Stored data entries
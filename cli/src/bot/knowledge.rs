//! # CyberBot Knowledge Base
//!
//! File: cli/src/bot/knowledge.rs
//!
//! ## Overview
//!
//! The static data the bot answers from: the question/answer bank, the
//! randomized tips per topic, the sentiment replies and the "tell me more"
//! follow-ups. Everything is read-only after construction.
//!
//! ## Architecture
//!
//! Every table is an ordered slice of pairs, never a map. Matching walks the
//! tables front to back and the first hit wins, so the order of the entries
//! below *is* the matching priority. Reordering an entry changes behaviour.
//!
//! Construction validates the tables (`KnowledgeBase::new`):
//! - triggers and sentiment keywords are non-empty and lowercase
//! - every topic has at least one tip and exactly one follow-up
//! - no key appears twice in the same table
//!
//! ## Examples
//!
//! ```rust
//! use cyberbot::bot::KnowledgeBase;
//!
//! let kb = KnowledgeBase::builtin().expect("built-in tables are valid");
//! assert_eq!(
//!     kb.find_answer("So, what is malware?"),
//!     Some("Malware is malicious software designed to damage or gain unauthorized access to systems.")
//! );
//! assert_eq!(kb.topic_in("my password leaked"), Some("password"));
//! ```
//!
use crate::core::error::{BotError, Result};
use rand::seq::SliceRandom;
use rand::Rng;
use std::collections::HashSet;
use tracing::debug;

/// A trigger phrase and the fixed answer it maps to.
#[derive(Debug, Clone, Copy, PartialEq, Eq)]
pub struct QaEntry {
    /// Lowercase substring looked for in the user's input.
    pub trigger: &'static str,
    pub answer: &'static str,
}

/// The randomized tips for one topic.
#[derive(Debug, Clone, Copy, PartialEq, Eq)]
pub struct TopicTips {
    pub topic: &'static str,
    pub tips: &'static [&'static str],
}

/// A sentiment keyword and the reply it triggers.
#[derive(Debug, Clone, Copy, PartialEq, Eq)]
pub struct SentimentReply {
    pub keyword: &'static str,
    pub reply: &'static str,
}

/// The elaboration given for a topic on "tell me more".
#[derive(Debug, Clone, Copy, PartialEq, Eq)]
pub struct FollowUp {
    pub topic: &'static str,
    pub elaboration: &'static str,
}

const fn qa(trigger: &'static str, answer: &'static str) -> QaEntry {
    QaEntry { trigger, answer }
}

/// The 30 predefined questions, in matching order.
pub const QUESTION_BANK: &[QaEntry] = &[
    qa("what is phishing", "Phishing is a social engineering attack where attackers impersonate legitimate institutions to steal sensitive data."),
    qa("how to spot fake emails", "Check for poor grammar, mismatched URLs, sender addresses, and unexpected attachments."),
    qa("what is a strong password", "A strong password is at least 12 characters long and includes uppercase, lowercase, numbers, and symbols."),
    qa("how to manage passwords", "Use a reputable password manager to generate and store unique passwords."),
    qa("what is two factor authentication", "2FA adds a second verification step, such as a text code or app notification."),
    qa("why update software", "Software updates often include security patches that fix vulnerabilities."),
    qa("what is malware", "Malware is malicious software designed to damage or gain unauthorized access to systems."),
    qa("how to avoid malware", "Avoid downloading attachments from unknown senders and keep antivirus enabled."),
    qa("what is secure browsing", "Secure browsing means using HTTPS connections and avoiding suspicious websites."),
    qa("how to recognize secure websites", "Look for HTTPS and a padlock icon in the address bar."),
    qa("what is vpn", "A VPN encrypts your internet traffic and hides your IP address."),
    qa("why use vpn", "VPNs protect your data on public networks and maintain privacy."),
    qa("what is encryption", "Encryption converts data into a coded form to prevent unauthorized access."),
    qa("what is social engineering", "Social engineering uses psychological manipulation to trick users into revealing information."),
    qa("how to prevent social engineering", "Be cautious of unsolicited requests and verify identities before sharing info."),
    qa("what is ransomware", "Ransomware encrypts your files and demands payment to restore access."),
    qa("how to protect against ransomware", "Maintain regular backups and update your security software."),
    qa("how to report phishing", "Forward phishing emails to your IT department or the service provider."),
    qa("what is antivirus", "Antivirus software detects and removes malware."),
    qa("how to choose antivirus", "Select reputable software with regular update support."),
    qa("what is adware", "Adware displays unwanted ads and may track browsing habits."),
    qa("how to remove adware", "Use antivirus or anti-adware tools to scan and remove it."),
    qa("what is spam", "Spam is unsolicited bulk messages, often used for phishing or advertising."),
    qa("how to block spam", "Use email filters and never subscribe to unknown mailing lists."),
    qa("what is firewall", "A firewall monitors and controls incoming and outgoing network traffic."),
    qa("why use firewall", "Firewalls protect networks from unauthorized access."),
    qa("what is public wi-fi risk", "Public Wi-Fi can be insecure, allowing attackers to intercept your traffic."),
    qa("how to secure wi-fi", "Use WPA2/WPA3 encryption and a strong password for your network."),
    qa("what is shoulder surfing", "Shoulder surfing is observing someone’s screen without permission."),
    qa("how to prevent shoulder surfing", "Position your screen away from others and use privacy filters."),
];

/// Topic tips. The first topic found in the input wins.
pub const TOPIC_TIPS: &[TopicTips] = &[
    TopicTips {
        topic: "phishing",
        tips: &[
            "Be cautious of emails asking for personal information.",
            "Verify sender addresses before clicking any link.",
            "Never enter credentials on sites linked from email.",
        ],
    },
    TopicTips {
        topic: "password",
        tips: &[
            "Use a passphrase of 4+ words you can remember.",
            "Enable 2FA for all critical accounts.",
            "Never reuse passwords across sites.",
        ],
    },
    TopicTips {
        topic: "privacy",
        tips: &[
            "Review app permissions on your phone regularly.",
            "Use a VPN on public Wi-Fi.",
            "Check privacy settings on social media.",
        ],
    },
];

pub const SENTIMENT_REPLIES: &[SentimentReply] = &[
    SentimentReply {
        keyword: "worried",
        reply: "It's okay to feel worried. Let's go step by step.",
    },
    SentimentReply {
        keyword: "curious",
        reply: "Great! Curiosity helps you learn—ask me anything!",
    },
    SentimentReply {
        keyword: "frustrated",
        reply: "I understand it can be tricky. How can I clarify things?",
    },
];

pub const FOLLOW_UPS: &[FollowUp] = &[
    FollowUp {
        topic: "phishing",
        elaboration: "More on phishing: attackers often use social pressure—always pause and verify.",
    },
    FollowUp {
        topic: "password",
        elaboration: "On passwords: update them periodically and consider a password manager.",
    },
    FollowUp {
        topic: "privacy",
        elaboration: "For privacy: limit what you share publicly and review app data settings.",
    },
];

/// # Knowledge Base (`KnowledgeBase`)
///
/// Read-only view over the validated tables. Cheap to copy around (it only
/// holds slices) and safe to share between sessions.
#[derive(Debug, Clone, Copy)]
pub struct KnowledgeBase {
    questions: &'static [QaEntry],
    topics: &'static [TopicTips],
    sentiments: &'static [SentimentReply],
    follow_ups: &'static [FollowUp],
}

impl KnowledgeBase {
    /// Builds the knowledge base from the tables compiled into the binary.
    pub fn builtin() -> Result<Self> {
        Self::new(QUESTION_BANK, TOPIC_TIPS, SENTIMENT_REPLIES, FOLLOW_UPS)
    }

    /// Builds a knowledge base from caller-supplied tables.
    ///
    /// # Errors
    ///
    /// Returns `BotError::MalformedTable` if a trigger or sentiment keyword is
    /// empty or not lowercase, a topic has no tips or no follow-up, or a key is
    /// repeated within its table.
    pub fn new(
        questions: &'static [QaEntry],
        topics: &'static [TopicTips],
        sentiments: &'static [SentimentReply],
        follow_ups: &'static [FollowUp],
    ) -> Result<Self> {
        check_keys("Q&A trigger", questions.iter().map(|q| q.trigger))?;
        check_keys("sentiment keyword", sentiments.iter().map(|s| s.keyword))?;
        check_keys("topic", topics.iter().map(|t| t.topic))?;
        check_keys("follow-up topic", follow_ups.iter().map(|f| f.topic))?;

        for entry in topics {
            if entry.tips.is_empty() {
                return Err(BotError::MalformedTable(format!(
                    "topic '{}' has no tips",
                    entry.topic
                ))
                .into());
            }
            if !follow_ups.iter().any(|f| f.topic == entry.topic) {
                return Err(BotError::MalformedTable(format!(
                    "topic '{}' has no follow-up",
                    entry.topic
                ))
                .into());
            }
        }

        debug!(
            questions = questions.len(),
            topics = topics.len(),
            sentiments = sentiments.len(),
            "Knowledge base loaded"
        );
        Ok(Self {
            questions,
            topics,
            sentiments,
            follow_ups,
        })
    }

    /// Returns the answer of the first Q&A entry whose trigger appears in
    /// `input`, ignoring case.
    pub fn find_answer(&self, input: &str) -> Option<&'static str> {
        let input = input.to_lowercase();
        self.questions
            .iter()
            .find(|entry| input.contains(entry.trigger))
            .map(|entry| entry.answer)
    }

    /// Picks one tip for `topic` uniformly at random.
    ///
    /// Returns `None` if `topic` is not in the tip table.
    pub fn tip_for<R: Rng + ?Sized>(&self, topic: &str, rng: &mut R) -> Option<&'static str> {
        self.tips(topic)
            .and_then(|tips| tips.choose(rng))
            .copied()
    }

    /// The fixed elaboration for `topic`, if it has one.
    pub fn follow_up_for(&self, topic: &str) -> Option<&'static str> {
        self.follow_ups
            .iter()
            .find(|f| f.topic == topic)
            .map(|f| f.elaboration)
    }

    /// The reply for the first sentiment keyword found in `input`.
    pub fn sentiment_for(&self, input: &str) -> Option<&'static str> {
        let input = input.to_lowercase();
        self.sentiments
            .iter()
            .find(|s| input.contains(s.keyword))
            .map(|s| s.reply)
    }

    /// The first topic, in table order, mentioned in `input`.
    pub fn topic_in(&self, input: &str) -> Option<&'static str> {
        let input = input.to_lowercase();
        self.topics
            .iter()
            .find(|t| input.contains(t.topic))
            .map(|t| t.topic)
    }

    /// All tips for `topic`.
    pub fn tips(&self, topic: &str) -> Option<&'static [&'static str]> {
        self.topics.iter().find(|t| t.topic == topic).map(|t| t.tips)
    }

    pub fn topics(&self) -> impl Iterator<Item = &'static TopicTips> {
        self.topics.iter()
    }

    pub fn questions(&self) -> impl Iterator<Item = &'static QaEntry> {
        self.questions.iter()
    }

    pub fn sentiments(&self) -> impl Iterator<Item = &'static SentimentReply> {
        self.sentiments.iter()
    }
}

/// Rejects empty, non-lowercase or duplicated keys.
fn check_keys<'a>(kind: &str, keys: impl Iterator<Item = &'a str>) -> Result<()> {
    let mut seen = HashSet::new();
    for key in keys {
        if key.trim().is_empty() {
            return Err(BotError::MalformedTable(format!("empty {}", kind)).into());
        }
        if key != key.to_lowercase() {
            return Err(
                BotError::MalformedTable(format!("{} '{}' is not lowercase", kind, key)).into(),
            );
        }
        if !seen.insert(key) {
            return Err(BotError::MalformedTable(format!("duplicate {} '{}'", kind, key)).into());
        }
    }
    Ok(())
}
//! # CyberBot Main Entry Point
//!
//! File: cli/src/main.rs
//!
//! ## Overview
//!
//! This file serves as the main entry point for the CyberBot CLI application.
//! It handles:
//! - Command-line argument parsing using Clap
//! - Setting up the logging system based on verbosity flags
//! - Loading configuration
//! - Routing execution to the appropriate command handler
//!
//! ## Examples
//!
//! ```bash
//! # Start a session (same as `cyberbot chat`)
//! cyberbot
//!
//! # One-off question with debug logging on stderr
//! cyberbot -vv ask what is a strong password
//! ```
//!
//! Command processing flow:
//! 1. Parse command-line args via Clap
//! 2. Configure logging based on verbosity level
//! 3. Load configuration
//! 4. Route to the command handler (`chat` when none is given)
//! 5. Format and display any errors that occur
//!
use clap::Parser;
use cyberbot::commands;
use cyberbot::core::config;
use std::path::PathBuf;
use tracing_subscriber::{fmt, EnvFilter};

/// Defines the top-level command-line arguments structure using Clap's derive macros.
#[derive(Parser, Debug)]
#[command(
    name = "cyberbot",
    about = "Cybersecurity awareness chatbot for the terminal",
    long_about = "Ask about phishing, passwords, privacy and other security basics.\n\
                  Runs an interactive chat session when no command is given.",
    propagate_version = true,
    version
)]
struct Cli {
    #[command(subcommand)]
    command: Option<Commands>,
    #[arg(short, long, action = clap::ArgAction::Count, global = true)]
    verbose: u8,
    /// Configuration file to use instead of the user/project files.
    #[arg(long, global = true, env = "CYBERBOT_CONFIG")]
    config: Option<PathBuf>,
}

/// Enum defining all available top-level commands.
#[derive(Parser, Debug)]
enum Commands {
    /// Start an interactive chat session (default).
    #[command(alias = "c")]
    Chat(commands::chat::ChatArgs),
    /// Answer a single question and exit.
    #[command(alias = "a")]
    Ask(commands::ask::AskArgs),
    /// List the topics, feeling words and questions the bot understands.
    #[command(alias = "t")]
    Topics(commands::topics::TopicsArgs),
}

fn main() -> anyhow::Result<()> {
    let cli = Cli::parse();

    let log_level = match cli.verbose {
        0 => "warn",
        1 => "info",
        2 => "debug",
        _ => "trace",
    };
    let env_filter =
        EnvFilter::try_from_default_env().unwrap_or_else(|_| EnvFilter::new(log_level));
    fmt::Subscriber::builder()
        .with_env_filter(env_filter)
        .with_writer(std::io::stderr)
        .with_target(false)
        .compact()
        .init();

    tracing::debug!("Parsed CLI arguments: {:?}", cli);

    let command_result = run(cli);

    if let Err(e) = command_result {
        tracing::error!("Command execution failed: {:?}", e);
        eprintln!("Error: {:#}", e);
        std::process::exit(1);
    }

    Ok(())
}

fn run(cli: Cli) -> anyhow::Result<()> {
    let cfg = config::load_config(cli.config.as_deref())?;
    match cli.command {
        Some(Commands::Chat(args)) => commands::chat::handle_chat(args, &cfg),
        Some(Commands::Ask(args)) => commands::ask::handle_ask(args),
        Some(Commands::Topics(args)) => commands::topics::handle_topics(args),
        None => commands::chat::handle_chat(commands::chat::ChatArgs::default(), &cfg),
    }
}

#[cfg(test)]
mod tests {
    use super::*;

    #[test]
    fn test_no_command_means_chat() {
        let cli = Cli::try_parse_from(["cyberbot"]).unwrap();
        assert!(cli.command.is_none());
        assert_eq!(cli.verbose, 0);
    }

    #[test]
    fn test_global_flags_after_subcommand() {
        let cli = Cli::try_parse_from(["cyberbot", "ask", "-vv", "--config", "x.toml", "hi"])
            .unwrap();
        assert_eq!(cli.verbose, 2);
        assert_eq!(cli.config, Some(PathBuf::from("x.toml")));
        assert!(matches!(cli.command, Some(Commands::Ask(_))));
    }
}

**PROBLEM STATEMENT:** Retype exactly the lines from the first line of the records above through the line containing "randomized tips per", both included, and nothing else.

**SOLUTION:**
filename cli/src/bot/knowledge.rs
//! # CyberBot Knowledge Base
//!
//! File: cli/src/bot/knowledge.rs
//!
//! ## Overview
//!
//! The static data the bot answers from: the question/answer bank, the
//! randomized tips per topic, the sentiment replies and the "tell me more"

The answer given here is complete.